▶ **Records for this task**
*** Begin section ***

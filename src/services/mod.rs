//! Services - business logic and state management
//!
//! This module contains the core business logic services:
//! - `distance` - great-circle distance between coordinates
//! - `geolocator` - position acquisition policy over a platform source
//! - `proximity_gate` - per-target lock latches
//! - `catalog` - story list, filtering and gated access
//! - `route` - walking route provider interface
//! - `walk_engine` - guided walk state machine
//! - `guide` - session context and control loop

pub mod catalog;
pub mod distance;
pub mod geolocator;
pub mod guide;
pub mod proximity_gate;
pub mod route;
pub mod walk_engine;

// Re-export commonly used types
pub use catalog::{StoryCatalog, StoryView};
pub use geolocator::{Geolocator, PositionSource, UnsupportedSource};
pub use guide::{Command, GuideSession};
pub use route::{DisabledRouteProvider, RouteProvider};
pub use walk_engine::{WalkEngine, WalkState};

*** End section ***

▶ **Task instructions**
Count the lines in the records above that contain the word "distance", and give only the number.

▶ **Exercise response**
2